Горин посмотрел на большое, постаревшее от обиды лицо Берчука, и слова, которые он хотел высказать, пришлось заменить.

— Не хмурься, Алексей Васильевич. Мой вопрос — не упрек. То, что я подметил, исправить нетрудно. Но, если шаг полка не изменится, какой-нибудь изъян снова заведется, за ним еще. И заговорят о тебе с сожалением. А мне хочется, чтоб на твоих проводах произносились не вежливые, а гордые слова, гремела медь оркестра. Для этого нужно хорошо дотянуть до финиша. Чтобы так получилось, полку нужно взяться за что-то интересное.

— Народ сейчас грамотный, не так просто подобрать это интересное.

— Трудно, но можно. Сердич собирается кое-что сделать для морально-психологической подготовки войск. Чтобы люди почувствовали бой уже сейчас, и настоящий был бы им не так страшен. Сорок первый помнишь? Необстрелянные воевали хуже. Может быть, присоединишься к нему и привлечешь вот таких, как бравый капитан?

— Надо бы поразмыслить, — не хотел сразу соглашаться Берчук, чтобы комдив не подумал, будто своей сговорчивостью он решил смягчить полученные упреки.

— Думайте, но только над тем, как помочь капитану выполнить полученное задание. Начните с этого.

5

Едва машина выбежала за городок и набрала скорость, Горин почувствовал, что ему не хочется встречаться и говорить с Аркадьевым. Сначала он подумал, что причина этого в неудачной попытке командира полка поправить свою ошибку с поспешным наказанием Светланова. Но вскоре признался себе, что о таком же промахе другого командира полка думал бы куда меньше и без смутного беспокойства. «Выходит, былое оживает в тебе быстрее, чем в романсе: ее еще не встретил, а сердце уже встревожилось?..» Горин прислушался к тому, что творилось в нем самом. Нет, прежних чувств, кажется, не было. Ощущалась лишь какая-то томительная смесь сожаления, грусти и предчувствия натянутости и даже фальши при встрече с Ларисой Константиновной.

Вернувшись в городок, Горин намеренно подвез Муравьева к казарме, около которой толпились солдаты.

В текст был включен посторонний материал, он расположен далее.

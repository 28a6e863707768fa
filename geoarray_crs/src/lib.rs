//! Coordinate reference system (CRS) metadata support for the [`geoarray`](https://docs.rs/geoarray/latest/geoarray/index.html) crate.
//!
//! A [`Crs`] describes the coordinate reference system of a gridded
//! geospatial product: a geographic or projected system with its datum,
//! prime meridian, and projection parameters. It is descriptive metadata
//! only. No coordinate transformation is performed.
//!
//! Conversions cover the forms CRS metadata takes in practice:
//! - CF convention grid mapping attributes ([`Crs::from_cf`] / [`Crs::to_cf`]).
//! - Single line WKT2:2019, plus reading the common WKT1 subset
//!   ([`Crs::from_wkt`] / [`Crs::to_wkt`]).
//! - PROJ strings ([`Crs::from_proj_string`] / [`Crs::to_proj_string`]).
//! - A built-in registry of common EPSG codes ([`Crs::from_epsg`]).
//!
//! [`Crs::from_user_input`] dispatches between these forms on the shape of
//! the input.
//!
//! Reading is deliberately lenient where the conventions are lenient:
//! metadata without a named datum or ellipsoid still yields a usable [`Crs`]
//! with `"unknown"` names, matching how such files are produced in the wild.

mod cf;
mod crs;
mod ellipsoid;
mod epsg;
mod method;
mod proj;
mod wkt;

pub use cf::CfReadError;
pub use crs::{Authority, Axis, AxisDirection, Crs, CrsParseError};
pub use ellipsoid::{Datum, Ellipsoid, PrimeMeridian};
pub use epsg::UnknownEpsgCodeError;
pub use method::{ParamValue, Projection, ProjectionMethod};
pub use proj::{ProjStringParseError, UnsupportedProjectionError};
pub use wkt::WktParseError;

— Когда можно ожидать завершения работы над приспособлением? — обратился он к солдату.

— Не знаю, — признался Муравьев.

— Может быть, нужна моя помощь? Скажем, освободить от занятий, что-либо изготовить в мастерских.

— Мы сейчас изучаем моторную группу. Отстану. Если вечером…

— После обеда будете ходить в оружейные мастерские дивизии. Делайте быстрее, ваша коробочка очень нужна, нужна всей дивизии.

Лицо Муравьева сделалось более строгим. В знак понимания он медленно наклонил голову.

Едва он отошел от машины, его обступили солдаты, с уважением подошел старшина, а Горин направился к клубу полка, думая о том, что таких солдат уже немало и надо искать, как еще лучше учить их, делать службу интересной.

Офицеры были уже в сборе, когда Горин вошел в клуб.

Командир полка подал команду. Достаточно четко, но негромко и сдержанно, чтобы она не показалась комдиву излишне усердной, а офицеры встретили старшего с той собранностью, к которой обязывал устав. Аркадьев взглядом проверил, все ли стоят, как нужно, и только затем пошел к Горину. Комдив невольно отметил точность и красоту движений высокого, чуть тронутого полнотой, но безукоризненно одетого командира полка и подумал сказать об этом офицерам, как вдруг встретился со снисходительно-недоуменным взглядом его черных, немного навыкате глаз, каким нередко смотрят сильные на слабых, и ощущение красоты исчезло, а за ней исчезла и появившаяся было доброжелательная улыбка. Тут же изменился и Аркадьев. В хрипловатом голосе его послышалась не то обида, не то осуждение, вероятно, от того, что вот комдив приехал на беседу, вмешался в дело, которое по силам ему самому.

Горин поздоровался с командиром полка, его заместителем по политчасти подполковником Желтиковым, который робко вышел из-за спины Аркадьева и неловко, только пальцами взял его руку. Кивнув Аркадьеву, что он может начинать беседу, Горин пригласил Желтикова сесть рядом.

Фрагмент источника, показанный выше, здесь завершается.